Una giornata da dimenticare per i mercati azionari del Vecchio Continente, che hanno chiuso le contrattazioni in profondo rosso. A pesare sul sentiment degli investitori è una combinazione di fattori esogeni e dinamiche interne che hanno creato un clima di avversione al rischio. Su tutti, spiccano i timori per una possibile escalation militare tra Stati Uniti e Iran, uno scenario che ha immediatamente infiammato i prezzi delle materie prime energetiche, e la pubblicazione di alcuni dati macroeconomici statunitensi che hanno alimentato l’incertezza sulla traiettoria delle future politiche monetarie. In questo contesto, Piazza Affari è risultata la più penalizzata, con l’indice Ftse Mib che ha lasciato sul terreno l’1,44%, chiudendo a 45.704 punti.

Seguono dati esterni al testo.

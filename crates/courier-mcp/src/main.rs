//! Courier MCP adapter binary
//!
//! Speaks JSON-RPC over stdin/stdout. All configuration comes from the
//! environment; tracing output goes to stderr so the protocol channel stays
//! clean.

use courier_auth::{CredentialStore, Provider, ProviderConfig};
use courier_mcp::clients::AdapterConfig;
use courier_mcp::server::McpServer;
use courier_mcp::tools::all_tools;
use std::process;
use std::sync::Arc;
use tracing::info;
use tracing_subscriber::EnvFilter;

/// Read a required environment variable or exit with a usage message.
fn require_env(name: &str) -> String {
    match std::env::var(name) {
        Ok(value) if !value.is_empty() => value,
        _ => {
            eprintln!("Missing required environment variable: {}", name);
            process::exit(1);
        }
    }
}

#[tokio::main]
async fn main() {
    tracing_subscriber::fmt()
        .with_env_filter(
            EnvFilter::try_from_default_env().unwrap_or_else(|_| EnvFilter::new("info")),
        )
        .with_writer(std::io::stderr)
        .init();

    let credential_file = require_env("COURIER_CREDENTIAL_FILE");
    let client_id = require_env("COURIER_CLIENT_ID");
    let client_secret = require_env("COURIER_CLIENT_SECRET");
    let provider_name = require_env("COURIER_PROVIDER");

    let provider = match Provider::parse(&provider_name) {
        Some(p) => p,
        None => {
            eprintln!("Unknown provider: {}", provider_name);
            process::exit(1);
        }
    };

    let redirect_url = std::env::var("COURIER_REDIRECT_URL")
        .unwrap_or_else(|_| "http://localhost:3000/callback".to_string());

    let provider_config = ProviderConfig::new(provider, client_id, client_secret, redirect_url);
    let store = Arc::new(CredentialStore::new(&credential_file, provider_config));

    let adapter_config = AdapterConfig::from_env();

    let server = McpServer::courier().with_store(store.clone());
    server
        .register_tools(all_tools(&adapter_config, store))
        .await;

    info!(
        version = env!("CARGO_PKG_VERSION"),
        provider = provider.as_str(),
        "Courier MCP adapter starting"
    );

    if let Err(e) = courier_mcp::stdio::serve(server).await {
        eprintln!("Transport error: {}", e);
        process::exit(1);
    }
}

Lo Spettro Geopolitico sul Prezzo dell’Energia
La principale fonte di preoccupazione per i mercati è senza dubbio il riacutizzarsi delle tensioni in Medio Oriente. L’ipotesi di un intervento militare americano in Iran ha innescato una corsa agli acquisti sul mercato petrolifero, con il timore di possibili interruzioni nelle forniture globali. Di conseguenza, il prezzo del greggio ha raggiunto i massimi da sei mesi: il WTI (West Texas Intermediate) si è attestato intorno ai 66,5 dollari al barile, mentre il Brent, il riferimento europeo, ha superato la soglia dei 71,7 dollari.
Ma non è solo il petrolio a subire le conseguenze della crisi. Anche il prezzo del gas naturale ha registrato un’impennata significativa. Il timore che un conflitto possa interrompere i flussi di Gas Naturale Liquefatto (GNL) nella regione ha spinto il prezzo del gas in Europa a un balzo dell’8,5%, superando i 34 euro al megawattora sulla piazza di riferimento olandese TTF.
Milano Maglia Nera d’Europa: Pesa il Crollo di Fincantieri e il Decreto Bollette
Se il contesto internazionale ha depresso tutti i listini europei, Piazza Affari ha dovuto fare i conti anche con pesanti fattori interni. A zavorrare l’indice principale è stato il tonfo di Fincantieri, che ha ceduto oltre il 9%. Il crollo è una diretta conseguenza dell’annuncio a sorpresa di un aumento di capitale da quasi 500 milioni di euro, realizzato tramite un collocamento accelerato (accelerated bookbuilding) di circa il 10% del capitale. L’operazione, sebbene conclusa con una domanda superiore all’offerta, ha spiazzato il mercato, che l’ha interpretata negativamente, vendendo massicciamente il titolo fin dalle prime battute.
A soffrire sono state anche le utility, colpite dalle vendite dopo l’approvazione del cosiddetto “decreto bollette” da parte del governo. Il provvedimento, che mira a ridurre il costo dell’energia per famiglie e imprese, introduce tra le altre cose un aumento dell’Irap per le società del settore energetico, generando incertezza e penalizzando i titoli del comparto. Aziende come Enel, A2A e Iren hanno registrato cali significativi, contribuendo alla performance negativa del listino milanese.
Le Altre Borse Europee
Il clima di nervosismo ha contagiato tutte le principali piazze finanziarie europee, sebbene con perdite più contenute rispetto a Milano. Ecco la situazione al termine della seduta:
- Parigi (CAC 40): ha ceduto lo 0,8%.
- Francoforte (DAX): ha perso l’1,06%.
- Madrid (IBEX 35): ha registrato un calo dell’1,2%.
- Londra (FTSE 100): ha chiuso in ribasso dello 0,9%.
Anche su questi mercati, oltre alle tensioni geopolitiche, hanno pesato i dati macroeconomici provenienti dagli Stati Uniti e alcune trimestrali aziendali deludenti, come quelle di Airbus e Renault, che hanno penalizzato il settore automobilistico.
L’Impatto dei Dati Macro USA
A completare il quadro negativo hanno contribuito i dati macroeconomici pubblicati oltreoceano. Sebbene alcuni indicatori recenti sull’inflazione e sul mercato del lavoro mostrino segnali contrastanti, permane l’incertezza sulle prossime mosse della Federal Reserve. I verbali dell’ultima riunione della Fed hanno mostrato un board diviso, con rinnovate preoccupazioni sui livelli di inflazione. Gli investitori attendono ora con ansia i prossimi dati, in particolare quelli sull’inflazione PCE e sulla stima del PIL, per avere indicazioni più chiare sulla direzione della politica monetaria statunitense, un fattore chiave per i mercati globali.